How far can you go down the road of questioning the influence of a person’s religious beliefs without breaking the prohibition on a religious test for office?
There are some things that would clearly be illegal religious tests, such as rule that a person has to be a Trinitarian, or swear allegiance to the pope, or be baptized in order to hold office.
But it gets tricky the further you get from such obvious examples. What about requiring that a person hold to a religious point of view — say, that all men are created equal? Can we require that from a candidate? It’s an extraordinarily useful dogma that lies at the heart of our system and laws, but … it really is a religious idea. What if someone didn’t hold to it? Would that disqualify him?
Nowadays it seems good enough that you believe that all men are equal. The part about them being “created” can be taken as a literary embellishment the 18th century. I myself don’t have a problem with saying that people are created, but as long as the nominee has the conviction that we are all equal before the law that’s good enough for me.
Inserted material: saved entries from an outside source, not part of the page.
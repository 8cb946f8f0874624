//! The "puzzle a day" calendar: a 7x7 tray showing the months and the
//! days of the month, tiled by nine pieces so that exactly the cells
//! of one month and one day stay visible.
//!
//! ```text
//! Jan Feb Mar Apr May Jun  #
//! Jul Aug Sep Oct Nov Dec  #
//!  1   2   3   4   5   6   7
//!  8   9  10  11  12  13  14
//! 15  16  17  18  19  20  21
//! 22  23  24  25  26  27  28
//!  #   #  29  30  31   #   #
//! ```

use std::fmt;
use std::str::FromStr;

use crate::error::PuzzleError;
use crate::puzzle::board::Board;
use crate::puzzle::shape::Piece;

pub const SIZE: usize = 7;

/// Cells of the 7x7 square that are not part of the tray.
pub const WALLS: [(usize, usize); 6] = [(6, 0), (6, 1), (0, 6), (1, 6), (5, 6), (6, 6)];

#[derive(Debug, Clone, Copy, PartialEq, Eq, PartialOrd, Ord, Hash)]
pub enum Month {
    January,
    February,
    March,
    April,
    May,
    June,
    July,
    August,
    September,
    October,
    November,
    December,
}

impl Month {
    pub const ALL: [Month; 12] = [
        Month::January,
        Month::February,
        Month::March,
        Month::April,
        Month::May,
        Month::June,
        Month::July,
        Month::August,
        Month::September,
        Month::October,
        Month::November,
        Month::December,
    ];

    /// 1 for January through 12 for December.
    pub fn number(self) -> u32 {
        self as u32 + 1
    }

    pub fn name(self) -> &'static str {
        match self {
            Month::January => "January",
            Month::February => "February",
            Month::March => "March",
            Month::April => "April",
            Month::May => "May",
            Month::June => "June",
            Month::July => "July",
            Month::August => "August",
            Month::September => "September",
            Month::October => "October",
            Month::November => "November",
            Month::December => "December",
        }
    }

    /// Where this month sits on the tray: six months to a row.
    pub fn cell(self) -> (usize, usize) {
        let index = self as usize;
        (index % 6, index / 6)
    }
}

impl fmt::Display for Month {
    fn fmt(&self, f: &mut fmt::Formatter<'_>) -> fmt::Result {
        f.write_str(self.name())
    }
}

/// Accepts a month number (`"3"`), a full name (`"March"`) or a three
/// letter abbreviation (`"mar"`), ignoring case.
impl FromStr for Month {
    type Err = PuzzleError;

    fn from_str(s: &str) -> Result<Month, PuzzleError> {
        let s = s.trim();
        if let Ok(number) = s.parse::<usize>() {
            return match number {
                1..=12 => Ok(Month::ALL[number - 1]),
                _ => Err(PuzzleError::UnknownMonth(s.to_string())),
            };
        }
        let lower = s.to_lowercase();
        Month::ALL
            .into_iter()
            .find(|month| {
                let name = month.name().to_lowercase();
                lower == name || (lower.len() == 3 && name.starts_with(&lower))
            })
            .ok_or_else(|| PuzzleError::UnknownMonth(s.to_string()))
    }
}

/// Where `day` sits on the tray: seven days to a row below the months,
/// with 29 to 31 in the middle of the short bottom row.
pub fn day_cell(day: u32) -> Result<(usize, usize), PuzzleError> {
    match day {
        1..=28 => {
            let index = (day - 1) as usize;
            Ok((index % 7, 2 + index / 7))
        }
        29..=31 => Ok(((day - 27) as usize, 6)),
        _ => Err(PuzzleError::DayOutOfRange(day)),
    }
}

/// The nine pieces, `A` to `I`.  Their areas add up to 41, the number
/// of tray cells left once a month and a day are marked.
pub fn pieces() -> Vec<Piece> {
    vec![
        // 2x2 square
        Piece::from_cells('A', &[(0, 0), (1, 0), (0, 1), (1, 1)]),
        // cross
        Piece::from_cells('B', &[(1, 0), (0, 1), (1, 1), (2, 1), (1, 2)]),
        // C
        Piece::from_cells('C', &[(0, 0), (1, 0), (0, 1), (0, 2), (1, 2)]),
        // long elbow
        Piece::from_cells('D', &[(2, 0), (0, 1), (1, 1), (2, 1), (0, 2)]),
        // short elbow
        Piece::from_cells('E', &[(1, 0), (0, 1), (1, 1), (0, 2)]),
        // tetris T
        Piece::from_cells('F', &[(0, 0), (0, 1), (1, 1), (0, 2)]),
        // square plus one
        Piece::from_cells('G', &[(0, 0), (1, 0), (0, 1), (1, 1), (0, 2)]),
        // L
        Piece::from_cells('H', &[(0, 0), (1, 0), (0, 1), (0, 2)]),
        // long L
        Piece::from_cells('I', &[(0, 0), (1, 0), (0, 1), (0, 2), (0, 3)]),
    ]
}

impl Board {
    /// The calendar tray with `month` and `day` marked.
    ///
    /// Every day from 1 to 31 is accepted for every month; the tray
    /// doesn't know about month lengths.
    pub fn calendar(month: Month, day: u32) -> Result<Board, PuzzleError> {
        let mut board = Board::new(SIZE, SIZE)?;
        for (x, y) in WALLS {
            board.wall(x, y)?;
        }
        let (x, y) = month.cell();
        board.mark(x, y)?;
        let (x, y) = day_cell(day)?;
        board.mark(x, y)?;
        Ok(board)
    }
}
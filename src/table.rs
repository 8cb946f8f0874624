use std::collections::{BTreeMap, BTreeSet};

use crate::error::TableError;

/// The mutable Column → candidate Rows table.  A column present here is
/// still uncovered; the solver removes columns as rows covering them
/// are selected, and puts them back on backtrack.
pub type Constraints<C, R> = BTreeMap<C, BTreeSet<R>>;

/// The read-only Row → Columns table, listing each row's columns in
/// the order the row declared them.
pub type Options<R, C> = BTreeMap<R, Vec<C>>;

/// Representation of an exact cover problem to be solved by
/// [`solve()`](crate::solve).
///
/// A problem consists of a set of _columns_ (requirements) and a set of
/// _rows_ (options); each row covers some number of columns.  A
/// solution is a subset of the rows such that every column is covered
/// by exactly one of them.
///
/// Both identifier types need a total order: the solver breaks ties
/// between equally constrained columns towards the lowest column, and
/// tries the candidate rows of a column in ascending order, which makes
/// the order of the solutions reproducible.
///
/// For example, tiling a board with polyominoes:
///
///   Each cell of the board is a column (it must be covered exactly
///   once), and so is each piece (it must be used exactly once).  Each
///   way of putting one piece somewhere on the board is a row, covering
///   the cells it occupies plus the column of the piece itself.  See
///   [`Board::problem`](crate::puzzle::Board::problem).
#[derive(Debug, Clone, PartialEq, Eq)]
pub struct Problem<C, R> {
    pub(crate) constraints: Constraints<C, R>,
    pub(crate) options: Options<R, C>,
}

impl<C, R> Default for Problem<C, R>
where
    C: Ord + Clone,
    R: Ord + Clone,
{
    fn default() -> Self {
        Self::new()
    }
}

impl<C, R> Problem<C, R>
where
    C: Ord + Clone,
    R: Ord + Clone,
{
    /// Initializes a new, empty, [`Problem`] instance.  With no columns
    /// it has exactly one solution: selecting nothing.
    pub fn new() -> Problem<C, R> {
        Problem {
            constraints: BTreeMap::new(),
            options: BTreeMap::new(),
        }
    }

    /// Declares a column that every solution must cover exactly once.
    ///
    /// A column no row ever covers is legal; it just makes the problem
    /// infeasible.
    pub fn add_column(&mut self, column: C) -> Result<(), TableError<C, R>> {
        if self.constraints.contains_key(&column) {
            return Err(TableError::DuplicateColumn(column));
        }
        self.constraints.insert(column, BTreeSet::new());
        Ok(())
    }

    /// Adds a row covering the given columns, all of which must have
    /// been declared already.
    ///
    /// On error the problem is left unchanged.
    pub fn add_row<I>(&mut self, row: R, columns: I) -> Result<(), TableError<C, R>>
    where
        I: IntoIterator<Item = C>,
    {
        if self.options.contains_key(&row) {
            return Err(TableError::DuplicateRow(row));
        }

        let mut covered: Vec<C> = Vec::new();
        for column in columns {
            if !self.constraints.contains_key(&column) {
                return Err(TableError::UnknownColumn { row, column });
            }
            if covered.contains(&column) {
                return Err(TableError::RepeatedColumn { row, column });
            }
            covered.push(column);
        }

        for column in &covered {
            if let Some(candidates) = self.constraints.get_mut(column) {
                candidates.insert(row.clone());
            }
        }
        self.options.insert(row, covered);
        Ok(())
    }

    /// Builds a problem from a pair of pre-built tables, checking that
    /// they describe the same bipartite structure: every row listed
    /// under a column has an options entry naming that column, and every
    /// column a row names is a key of `constraints` listing that row.
    pub fn from_tables(
        constraints: Constraints<C, R>,
        options: Options<R, C>,
    ) -> Result<Problem<C, R>, TableError<C, R>> {
        for (column, candidates) in &constraints {
            for row in candidates {
                match options.get(row) {
                    None => {
                        return Err(TableError::UnknownRow {
                            column: column.clone(),
                            row: row.clone(),
                        });
                    }
                    Some(columns) if !columns.contains(column) => {
                        return Err(TableError::Asymmetric {
                            column: column.clone(),
                            row: row.clone(),
                        });
                    }
                    Some(_) => {}
                }
            }
        }

        for (row, columns) in &options {
            for (i, column) in columns.iter().enumerate() {
                if columns[..i].contains(column) {
                    return Err(TableError::RepeatedColumn {
                        row: row.clone(),
                        column: column.clone(),
                    });
                }
                match constraints.get(column) {
                    None => {
                        return Err(TableError::UnknownColumn {
                            row: row.clone(),
                            column: column.clone(),
                        });
                    }
                    Some(candidates) if !candidates.contains(row) => {
                        return Err(TableError::Asymmetric {
                            column: column.clone(),
                            row: row.clone(),
                        });
                    }
                    Some(_) => {}
                }
            }
        }

        Ok(Problem {
            constraints,
            options,
        })
    }

    /// The Column → Rows table.  Outside of a running solve this always
    /// holds every declared column with all of its rows.
    pub fn constraints(&self) -> &Constraints<C, R> {
        &self.constraints
    }

    /// The Row → Columns table.
    pub fn options(&self) -> &Options<R, C> {
        &self.options
    }

    pub fn column_count(&self) -> usize {
        self.constraints.len()
    }

    pub fn row_count(&self) -> usize {
        self.options.len()
    }

    /// The columns covered by `row`, in declaration order.
    pub fn columns_of(&self, row: &R) -> Option<&[C]> {
        self.options.get(row).map(Vec::as_slice)
    }
}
As you indicate, there are several senses in which we can understand “all men are created equal.”
Focus on “created” — all men get their dignity from and are answerable to God. That’s clearly a religious view.
Focus on “equal” — “equality before the law” as a secular value. But you could have all people “equal before the law” and be considered mostly worthless. When joined with “created” the concept adds the sense that all men have a special value.
Regardless of these metaphysical speculations, “equal before the law” will do the trick in legal matters.
My hobbyhorse (which I remember bringing up on an earlier version of Crowhill) is that once you separate the idea of being religious from theism or more broadly from a belief in the supernatural at all, you notice that all sort of things people who consider themselves very secular look awfully religious. Environmentalism is a good example.
This can mean that it’s hard to come up with some abstract principle that can be consistently applied and will forbid what we want to forbid and permit what we want to permit (to bind and to loose..), but as a conservative I doubt that’s possible in general and so I don’t get hung up on it.